Quien asista a un acto público en estos días, detectará un patrón que quizá haya observado antes en otro lugar, tal vez en alguna revista de divulgación científica, o en los libros escolares de su prole, dentro de las páginas dedicadas a la expansión del universo: la disposición de las sillas en la sala le recordará los esquemas explicativos de dicho fenómeno, según el cual las dimensiones espaciales parecen extenderse según el universo se hace más viejo. Así, los asientos mantendrían las posiciones relativas de visitas anteriores al mismo lugar, pero parecen haberse distanciado notablemente entre sí de la misma manera que las galaxias aumentan su separación a medida que se alejan de un Big Bang primigenio, tal y como formuló Edwin Hubble en la década de 1920; la memoria visual ha asimilado mentalmente ambas imágenes de una manera bastante convincente.

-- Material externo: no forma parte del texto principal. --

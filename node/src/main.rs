// Copyright (c) 2026 ALAS Technology. MIT License.
// See LICENSE for details.

//! # Vaultline CLI
//!
//! Entry point for the `vaultline` binary. Parses CLI arguments,
//! initializes logging, and dispatches to the subcommand.
//!
//! The binary supports four subcommands:
//!
//! - `check-config` - validate a vault config and print effective values
//! - `simulate`     - replay a scenario against an in-memory vault
//! - `quote`        - evaluate one fee or conversion formula
//! - `version`      - print build version information

mod cli;
mod config;
mod logging;
mod metrics;
mod simulate;

use anyhow::{Context, Result};
use clap::Parser;
use serde_json::json;

use vaultline_protocol::config::{
    VaultConfig, BPS_SCALE, FEE_UPDATE_DELAY, MAX_FEE_BPS, SECONDS_PER_YEAR,
};
use vaultline_protocol::conversion::{self, VaultSnapshot};
use vaultline_protocol::fees::{self, PerformanceInputs};

use cli::{Commands, PrecisionArgs, QuoteFormula, VaultlineCli};
use metrics::VaultMetrics;
use simulate::Scenario;

fn main() -> Result<()> {
    let cli = VaultlineCli::parse();
    logging::init_logging(logging::DEFAULT_FILTER, cli.log_format);

    match cli.command {
        Commands::CheckConfig(args) => check_config(args),
        Commands::Simulate(args) => run_simulation(args),
        Commands::Quote(args) => quote(args.formula),
        Commands::Version => {
            print_version();
            Ok(())
        }
    }
}

/// Validates a config file and prints it with the derived precision values.
fn check_config(args: cli::ConfigArgs) -> Result<()> {
    let config = config::load_vault_config(&args.config)?;

    let report = json!({
        "config": config,
        "share_offset": config.share_offset(),
        "decimals_scale": config.decimals_scale(),
        "constants": constants(),
    });
    println!("{}", serde_json::to_string_pretty(&report)?);
    Ok(())
}

/// Replays a scenario and prints the JSON report, then metrics if asked.
fn run_simulation(args: cli::SimulateArgs) -> Result<()> {
    let config = config::load_vault_config(&args.config)?;
    let contents = std::fs::read_to_string(&args.scenario)
        .with_context(|| format!("failed to read scenario file {}", args.scenario.display()))?;
    let scenario = Scenario::from_toml(&contents)
        .with_context(|| format!("invalid scenario file {}", args.scenario.display()))?;

    tracing::info!(
        config = %args.config.display(),
        scenario = %args.scenario.display(),
        steps = scenario.steps.len(),
        "starting simulation"
    );

    let metrics = VaultMetrics::new().context("failed to register metrics")?;
    let report = simulate::run(config, &scenario, &metrics)?;
    println!("{}", serde_json::to_string_pretty(&report)?);

    if args.metrics {
        print!("{}", metrics.encode()?);
    }
    Ok(())
}

/// Evaluates one formula and prints the inputs and result as JSON.
fn quote(formula: QuoteFormula) -> Result<()> {
    let result = match formula {
        QuoteFormula::FeeOnRaw { amount, bps } => {
            let fee = fees::fee_on_raw(amount, bps)?;
            json!({ "formula": "fee_on_raw", "amount": amount, "bps": bps, "fee": fee,
                    "gross": amount.checked_add(fee) })
        }
        QuoteFormula::FeeOnTotal { amount, bps } => {
            let fee = fees::fee_on_total(amount, bps)?;
            json!({ "formula": "fee_on_total", "amount": amount, "bps": bps, "fee": fee,
                    "net": amount.saturating_sub(fee) })
        }
        QuoteFormula::Management {
            supply,
            bps,
            elapsed_secs,
        } => {
            let fee_shares = fees::management_fee(supply, bps, elapsed_secs)?;
            json!({ "formula": "management", "supply": supply, "bps": bps,
                    "elapsed_secs": elapsed_secs, "fee_shares": fee_shares })
        }
        QuoteFormula::Performance {
            total_assets,
            total_shares,
            high_water_mark,
            bps,
            precision,
        } => {
            let config = precision_config(precision)?;
            let snapshot = VaultSnapshot::new(total_assets, total_shares);
            let current_share_value =
                snapshot.share_value(config.decimals_scale(), config.share_offset())?;
            let fee = fees::performance_fee(PerformanceInputs {
                current_share_value,
                high_water_mark,
                snapshot,
                rate_bps: bps,
                decimals_scale: config.decimals_scale(),
                share_offset: config.share_offset(),
            })?;
            json!({ "formula": "performance", "current_share_value": current_share_value,
                    "high_water_mark": high_water_mark, "bps": bps, "result": fee })
        }
        QuoteFormula::ToShares {
            assets,
            total_assets,
            total_shares,
            rounding,
            precision,
        } => {
            let config = precision_config(precision)?;
            let shares = conversion::to_shares(
                assets,
                total_assets,
                total_shares,
                config.share_offset(),
                rounding.into(),
            )?;
            json!({ "formula": "to_shares", "assets": assets, "shares": shares })
        }
        QuoteFormula::ToAssets {
            shares,
            total_assets,
            total_shares,
            rounding,
            precision,
        } => {
            let config = precision_config(precision)?;
            let assets = conversion::to_assets(
                shares,
                total_assets,
                total_shares,
                config.share_offset(),
                rounding.into(),
            )?;
            json!({ "formula": "to_assets", "shares": shares, "assets": assets })
        }
    };

    println!("{}", serde_json::to_string_pretty(&result)?);
    Ok(())
}

/// Builds a throwaway config so precision flags go through the same
/// validation as a deployed vault.
fn precision_config(precision: PrecisionArgs) -> Result<VaultConfig> {
    let mut config = VaultConfig::new("quote", "quote");
    config.asset_decimals = precision.asset_decimals;
    config.decimals_offset = precision.decimals_offset;
    config.validate()?;
    Ok(config)
}

fn constants() -> serde_json::Value {
    json!({
        "bps_scale": BPS_SCALE,
        "max_fee_bps": MAX_FEE_BPS,
        "seconds_per_year": SECONDS_PER_YEAR,
        "fee_update_delay_secs": FEE_UPDATE_DELAY.as_secs(),
    })
}

/// Prints version information to stdout.
fn print_version() {
    println!("vaultline {}", env!("CARGO_PKG_VERSION"));
    println!("max fee   {} bps", MAX_FEE_BPS);
    println!("timelock  {} s", FEE_UPDATE_DELAY.as_secs());
    println!("rustc     {}", rustc_version());
}

/// Returns the Rust compiler version used to build this binary.
fn rustc_version() -> &'static str {
    option_env!("RUSTC_VERSION").unwrap_or("unknown")
}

Claro que la prudencia aconseja detener aquí mis disertaciones cósmicas de columnista diletante y dejar de adentrarme en jardines que pudieran poner en evidencia mi ignorancia oceánica en disciplinas que me son ajenas; a fin de cuentas, nunca se sabe quién puede estar leyendo este artículo que pudiera ponerme colorado: mi querida y prometedora sobrina la astrofísica, sin ir más lejos.

Por cierto, durante el pasado Estado de alarma hemos escuchado voces variopintas que han interpretado las exigencias de distanciamiento social como un alegato en defensa de la forma de crecimiento urbano que los anglosajones denominan «sprawl». Convengamos que la planificación de ciudades es menos abstrusa que la astrofísica, pero las simplificaciones en materias complejas no son buena opción; nunca se sabe quién puede estar escuchando los razonamientos de uno. Podrían ponerlo colorado.